American Isolationism Gaining Popularity


Will Beatrez `15

A recent poll by the Pew Research Center suggests that Americans have been far less engaged in foreign policy issues as of late. For the first time in the history of the Pew poll, more than half of Americans believe that “the U.S. should mind its own business internationally and let other countries get along the best they can on their own.” What’s even more surprising, however, is that US citizens seem to be taking not simply an apathetic stance, but an isolationist stance toward international engagement.

The statistics show that a greater percent of Republicans express isolationist views than Democrats, which is not surprising since the sitting president is a Democrat. Historically, this phenomenon pertains to the party which is not in power. Additionally, a president typically becomes more involved in foreign policy in the second half of his second term, which is yet to come for the current executives. The Obama administration already faced similar problems in pushing his plan in the fall of 2013 to launch limited strikes on Syria in response to the use of chemical weapons. The overwhelming opposition prevented the administration from carry out such actions.

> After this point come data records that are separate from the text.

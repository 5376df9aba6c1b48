//! Cache key derivation.
//!
//! A key has the shape `{base}{parameters}:{headers}:{media type}`, where the
//! base is `{controller}-{action}` lower-cased and empty segments are left out.
//! Every record stored for one response shares the key and adds a suffix.

use std::collections::HashSet;

use axum::http::{Method, header};
use serde_json::{Map, Value};
use thiserror::Error;

use super::context::{ArgumentValue, RequestContext};

pub const CONTENT_TYPE_SUFFIX: &str = ":response-ct";
pub const ETAG_SUFFIX: &str = ":response-etag";
pub const GENERATED_AT_SUFFIX: &str = ":response-generationtimestamp";
pub const CUSTOM_HEADERS_SUFFIX: &str = ":custom-headers";

const CALLBACK: &str = "callback";

#[derive(Debug, Error, PartialEq, Eq)]
pub enum KeyError {
    #[error("per-user cache key requested for an anonymous request")]
    MissingPrincipal,
}

/// Per-endpoint knobs that change how a key is built.
#[derive(Debug, Clone, Default, PartialEq, Eq)]
pub struct KeyOptions {
    pub exclude_query_string: bool,
    pub exclude_auth_header: bool,
    /// Request headers whose values become part of the key.
    pub vary_by_headers: Vec<String>,
}

/// Strategy turning a request into a cache key.
pub trait CacheKeyGenerator: Send + Sync {
    fn make_key(
        &self,
        ctx: &RequestContext,
        media_type: &str,
        options: &KeyOptions,
    ) -> Result<String, KeyError>;
}

/// `{base}{parameters}:[{headers}:]{media type}`.
#[derive(Debug, Clone, Copy, Default)]
pub struct DefaultCacheKeyGenerator;

impl CacheKeyGenerator for DefaultCacheKeyGenerator {
    fn make_key(
        &self,
        ctx: &RequestContext,
        media_type: &str,
        options: &KeyOptions,
    ) -> Result<String, KeyError> {
        Ok(compose(ctx, options, None, media_type))
    }
}

/// Like [`DefaultCacheKeyGenerator`] with the principal name before the media type.
#[derive(Debug, Clone, Copy, Default)]
pub struct PerUserCacheKeyGenerator;

impl CacheKeyGenerator for PerUserCacheKeyGenerator {
    fn make_key(
        &self,
        ctx: &RequestContext,
        media_type: &str,
        options: &KeyOptions,
    ) -> Result<String, KeyError> {
        let user = ctx
            .principal
            .as_ref()
            .map(|principal| principal.name.to_lowercase())
            .ok_or(KeyError::MissingPrincipal)?;
        Ok(compose(ctx, options, Some(&user), media_type))
    }
}

fn compose(
    ctx: &RequestContext,
    options: &KeyOptions,
    user: Option<&str>,
    media_type: &str,
) -> String {
    let mut key = base_key(&ctx.controller, &ctx.action);
    key.push_str(&format_parameters(ctx, options.exclude_query_string));

    let headers = format_custom_headers(ctx, options);
    if !headers.is_empty() {
        key.push(':');
        key.push_str(&headers);
    }
    if let Some(user) = user {
        key.push(':');
        key.push_str(user);
    }
    key.push(':');
    key.push_str(media_type);
    key
}

/// Invalidation anchor shared by every variant of one action.
pub fn base_key(controller: &str, action: &str) -> String {
    format!("{}-{}", controller.to_lowercase(), action.to_lowercase())
}

/// Parameter segment, `-` followed by `&`-joined `name=value` pairs, or empty.
pub fn format_parameters(ctx: &RequestContext, exclude_query_string: bool) -> String {
    let mut pairs = UniquePairs::default();
    let strip_callback = has_jsonp_callback(ctx);

    for argument in &ctx.arguments {
        if strip_callback && argument.name.eq_ignore_ascii_case(CALLBACK) {
            continue;
        }
        if let Some(value) = &argument.value {
            pairs.push(format!("{}={}", argument.name, value.key_text()));
        }
    }

    if exclude_query_string {
        return pairs.finish();
    }

    for (name, value) in ctx.query_pairs() {
        if !name.eq_ignore_ascii_case(CALLBACK) {
            pairs.push(format!("{name}={value}"));
        }
    }
    if ctx.method == Method::POST || ctx.method == Method::PUT {
        for pair in body_pairs(ctx) {
            pairs.push(pair);
        }
    }

    pairs.finish()
}

/// Ordered `name=value` pairs without duplicates.
#[derive(Default)]
struct UniquePairs {
    seen: HashSet<String>,
    ordered: Vec<String>,
}

impl UniquePairs {
    fn push(&mut self, pair: String) {
        if self.seen.insert(pair.clone()) {
            self.ordered.push(pair);
        }
    }

    fn finish(self) -> String {
        if self.ordered.is_empty() {
            String::new()
        } else {
            format!("-{}", self.ordered.join("&"))
        }
    }
}

/// GET requests naming a non-empty JSONP `callback` in the query string.
fn has_jsonp_callback(ctx: &RequestContext) -> bool {
    ctx.method == Method::GET
        && ctx
            .query_pairs()
            .iter()
            .any(|(name, value)| name.eq_ignore_ascii_case(CALLBACK) && !value.trim().is_empty())
}

/// `name=value` per property of a flat JSON object body.
fn body_pairs(ctx: &RequestContext) -> Vec<String> {
    let Some(body) = ctx.body.as_deref().filter(|body| !body.is_empty()) else {
        return Vec::new();
    };
    let Ok(object) = serde_json::from_slice::<Map<String, Value>>(body) else {
        return Vec::new();
    };
    object
        .iter()
        .map(|(name, value)| format!("{name}={}", body_value_text(value)))
        .collect()
}

fn body_value_text(value: &Value) -> String {
    value
        .to_string()
        .chars()
        .filter(|c| !matches!(c, '{' | '}' | '[' | ']' | '"'))
        .map(|c| if c == ',' { '_' } else { c })
        .collect::<String>()
        .to_lowercase()
}

/// Header segment built from the configured vary-by request headers.
pub fn format_custom_headers(ctx: &RequestContext, options: &KeyOptions) -> String {
    let mut names: Vec<String> = options
        .vary_by_headers
        .iter()
        .map(|name| name.to_ascii_lowercase())
        .filter(|name| !(options.exclude_auth_header && name == header::AUTHORIZATION.as_str()))
        .collect();
    names.sort();
    names.dedup();

    names
        .into_iter()
        .filter_map(|name| {
            let mut values: Vec<String> = ctx
                .headers
                .get_all(name.as_str())
                .iter()
                .filter_map(|value| value.to_str().ok().map(str::to_string))
                .collect();
            let value = match values.len() {
                0 => return None,
                1 => ArgumentValue::Single(values.remove(0)),
                _ => ArgumentValue::Many(values),
            };
            Some(format!("{name}={}", value.key_text()))
        })
        .collect::<Vec<_>>()
        .join("&")
}

pub fn content_type_key(key: &str) -> String {
    format!("{key}{CONTENT_TYPE_SUFFIX}")
}

pub fn etag_key(key: &str) -> String {
    format!("{key}{ETAG_SUFFIX}")
}

pub fn generated_at_key(key: &str) -> String {
    format!("{key}{GENERATED_AT_SUFFIX}")
}

pub fn custom_headers_key(key: &str) -> String {
    format!("{key}{CUSTOM_HEADERS_SUFFIX}")
}
#[cfg(test)]
mod tests {
    use std::sync::{Arc, Barrier};
    use std::thread;

    use time::Duration;

    use super::{CacheRecord, CacheValue, MemoryStore, OutputCacheStore};

    fn in_a_minute() -> time::OffsetDateTime {
        time::OffsetDateTime::now_utc() + Duration::minutes(1)
    }

    #[test]
    fn add_get_remove() {
        let store = MemoryStore::new();
        store
            .add("k", CacheValue::Text("v".into()), in_a_minute(), None)
            .expect("add");

        assert!(store.contains("k").expect("contains"));
        assert_eq!(
            store.get("k").expect("get"),
            Some(CacheValue::Text("v".into()))
        );

        store.remove("k").expect("remove");
        assert!(!store.contains("k").expect("contains"));
        assert!(store.is_empty());
    }

    #[test]
    fn add_overwrites_existing_value() {
        let store = MemoryStore::new();
        store
            .add("k", CacheValue::Text("first".into()), in_a_minute(), None)
            .expect("add");
        store
            .add("k", CacheValue::Text("second".into()), in_a_minute(), None)
            .expect("add");

        assert_eq!(
            store.get("k").expect("get"),
            Some(CacheValue::Text("second".into()))
        );
    }

    #[test]
    fn removing_base_removes_dependents() {
        let store = MemoryStore::new();
        let expiration = in_a_minute();
        store
            .add("teams-get", CacheValue::Empty, expiration, None)
            .expect("base");
        store
            .add_all(
                vec![
                    CacheRecord::new("teams-get-1:application/json", bytes::Bytes::from("{}")),
                    CacheRecord::new(
                        "teams-get-1:application/json:response-ct",
                        "application/json".to_string(),
                    ),
                ],
                expiration,
                Some("teams-get"),
            )
            .expect("dependents");
        store
            .add("other", CacheValue::Empty, expiration, None)
            .expect("unrelated");

        store.remove("teams-get").expect("remove base");

        assert!(!store.contains("teams-get-1:application/json").expect("contains"));
        assert!(
            !store
                .contains("teams-get-1:application/json:response-ct")
                .expect("contains")
        );
        assert!(store.contains("other").expect("contains"));
        assert_eq!(store.len(), 1);
    }

    #[test]
    fn dependent_is_dropped_when_base_missing() {
        let store = MemoryStore::new();
        store
            .add("k", CacheValue::Empty, in_a_minute(), Some("missing-base"))
            .expect("add");
        assert!(!store.contains("k").expect("contains"));
    }

    #[test]
    fn expired_entries_are_invisible_and_purged() {
        let store = MemoryStore::new();
        let past = time::OffsetDateTime::now_utc() - Duration::seconds(1);
        store
            .add("stale", CacheValue::Empty, past, None)
            .expect("add");
        assert!(!store.contains("stale").expect("contains"));
        assert!(store.is_empty());

        store
            .add(
                "short",
                CacheValue::Empty,
                time::OffsetDateTime::now_utc() + Duration::milliseconds(20),
                None,
            )
            .expect("add");
        std::thread::sleep(std::time::Duration::from_millis(40));
        assert_eq!(store.len(), 1);
        assert_eq!(store.purge_expired(), 1);
        assert!(store.is_empty());
    }

    #[test]
    fn remove_starts_with_removes_named_key_and_dependents_only() {
        let store = MemoryStore::new();
        let expiration = in_a_minute();
        for base in ["teams-get", "teams-getbyid"] {
            store
                .add(base, CacheValue::Empty, expiration, None)
                .expect("base");
            store
                .add(
                    &format!("{base}:application/json"),
                    CacheValue::Empty,
                    expiration,
                    Some(base),
                )
                .expect("dependent");
        }

        store.remove_starts_with("teams-get").expect("remove base");

        let mut keys = store.all_keys().expect("keys");
        keys.sort();
        assert_eq!(
            keys,
            vec![
                "teams-getbyid".to_string(),
                "teams-getbyid:application/json".to_string()
            ]
        );
    }

    #[test]
    fn dependent_added_while_base_is_removed_never_outlives_it() {
        let store = Arc::new(MemoryStore::new());
        let expiration = in_a_minute();

        for round in 0..500 {
            let dependent = format!("base-{round}:application/json");
            store
                .add("base", CacheValue::Empty, expiration, None)
                .expect("base");
            let barrier = Barrier::new(2);

            thread::scope(|scope| {
                scope.spawn(|| {
                    barrier.wait();
                    store
                        .add(&dependent, CacheValue::Empty, expiration, Some("base"))
                        .expect("dependent");
                });
                scope.spawn(|| {
                    barrier.wait();
                    store.remove("base").expect("remove base");
                });
            });

            assert!(!store.contains("base").expect("contains"));
            assert!(
                !store.contains(&dependent).expect("contains"),
                "{dependent} survived removal of its base"
            );
        }
        assert!(store.is_empty());
    }

    #[test]
    fn find_keys_starting_with_filters_all_keys() {
        let store = MemoryStore::new();
        let expiration = in_a_minute();
        for key in ["a-1", "a-2", "b-1"] {
            store
                .add(key, CacheValue::Empty, expiration, None)
                .expect("add");
        }

        let mut found = store.find_keys_starting_with("a-").expect("find");
        found.sort();
        assert_eq!(found, vec!["a-1".to_string(), "a-2".to_string()]);
    }

    #[test]
    fn remove_missing_key_is_a_no_op() {
        let store = MemoryStore::new();
        store.remove("nothing").expect("remove");
        store.remove_starts_with("nothing").expect("remove prefix");
    }

    #[tokio::test]
    async fn sync_store_is_usable_through_async_contract() {
        use super::AsyncOutputCacheStore;

        let store: Arc<dyn AsyncOutputCacheStore> = Arc::new(MemoryStore::new());
        store
            .add("k", CacheValue::Text("v".into()), in_a_minute(), None)
            .await
            .expect("add");

        assert!(store.contains("k").await.expect("contains"));
        assert_eq!(
            store.find_keys_starting_with("k").await.expect("find"),
            vec!["k".to_string()]
        );
    }
}
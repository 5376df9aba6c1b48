//! Demo HTTP surface: a small `teams` controller wired through the output cache.

mod middleware;
mod teams;

pub use middleware::{CurrentUser, USER_HEADER, log_responses, resolve_principal};
pub use teams::{Team, TeamInput, TeamsState, build_router, teams_controller};
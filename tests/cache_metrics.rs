use std::collections::HashSet;
use std::sync::Arc;
use std::sync::atomic::{AtomicUsize, Ordering};

use axum::{
    Router,
    body::Body,
    http::{Method, Request, StatusCode},
    middleware,
    routing::{get, post},
};
use metrics_util::debugging::DebuggingRecorder;
use output_cache::cache::{
    ActionDescriptor, CachePolicy, ControllerDescriptor, EndpointPolicy, InvalidationRule,
    OutputCache, OutputCacheConfig, invalidation_layer, output_cache_layer,
};
use tower::ServiceExt;

#[tokio::test]
async fn cache_paths_emit_expected_metric_keys() {
    let recorder = DebuggingRecorder::new();
    let snapshotter = recorder.snapshotter();
    recorder
        .install()
        .expect("debug metrics recorder should install in this test process");

    let cache = OutputCache::new(OutputCacheConfig::default());
    let controller = ControllerDescriptor::new("Tags").with_action(ActionDescriptor::new("Get"));
    let cached = cache.endpoint(
        &controller,
        "Get",
        EndpointPolicy::new(CachePolicy::fixed(60, 60)),
    );
    let skipped = cache.endpoint(&controller, "GetDrafts", EndpointPolicy::ignored());
    let invalidation = cache.invalidation(&controller, "Post", vec![InvalidationRule::auto()]);

    let calls = Arc::new(AtomicUsize::new(0));
    let handler_calls = Arc::clone(&calls);
    let app = Router::new()
        .route(
            "/tags/{slug}",
            get(move || {
                let calls = Arc::clone(&handler_calls);
                async move {
                    calls.fetch_add(1, Ordering::SeqCst);
                    "tag"
                }
            })
            .layer(middleware::from_fn_with_state(cached, output_cache_layer)),
        )
        .route(
            "/drafts",
            get(|| async { "draft" })
                .layer(middleware::from_fn_with_state(skipped, output_cache_layer)),
        )
        .route(
            "/tags",
            post(|| async { StatusCode::CREATED })
                .layer(middleware::from_fn_with_state(invalidation, invalidation_layer)),
        );

    for (method, uri) in [
        (Method::GET, "/tags/one"),
        (Method::GET, "/tags/one"),
        (Method::GET, "/tags/two"),
        (Method::GET, "/drafts"),
        (Method::POST, "/tags"),
    ] {
        let request = Request::builder()
            .method(method)
            .uri(uri)
            .body(Body::empty())
            .expect("request should build");
        let response = app
            .clone()
            .oneshot(request)
            .await
            .expect("router should respond");
        assert!(response.status().is_success());
    }
    assert_eq!(calls.load(Ordering::SeqCst), 2);

    cache.memory_store().purge_expired();

    let names: HashSet<String> = snapshotter
        .snapshot()
        .into_vec()
        .into_iter()
        .map(|(composite_key, _, _, _)| composite_key.key().name().to_string())
        .collect();

    let expected = [
        "output_cache_hit_total",
        "output_cache_miss_total",
        "output_cache_store_total",
        "output_cache_skip_total",
        "output_cache_invalidate_total",
        "output_cache_entries",
    ];

    for metric in expected {
        assert!(names.contains(metric), "missing metric: {metric}");
    }
}
use thiserror::Error;

use crate::config::LoadError;

/// Process-level failures of the demo server.
#[derive(Debug, Error)]
pub enum InfraError {
    #[error("failed to load configuration: {0}")]
    Config(#[from] LoadError),
    #[error("telemetry initialization failed: {0}")]
    Telemetry(String),
    #[error("failed to bind listener: {0}")]
    Bind(#[source] std::io::Error),
    #[error("server stopped unexpectedly: {0}")]
    Serve(#[source] std::io::Error),
}

impl InfraError {
    pub fn telemetry(message: impl Into<String>) -> Self {
        Self::Telemetry(message.into())
    }
}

Other statistics show that the American public is not supportive of US involvement. 80 percent of Americans say the US should “not think so much in international terms but concentrate more on our own national problems.” 53 percent agree with the statement that the US is “less important and powerful as a world leader than it was ten years ago.” In a similar poll question, 70 percent agree that the US is “less respected” abroad than it has been in the past. Just over half of those surveyed agree that the US does too much in “solving the world’s problems.”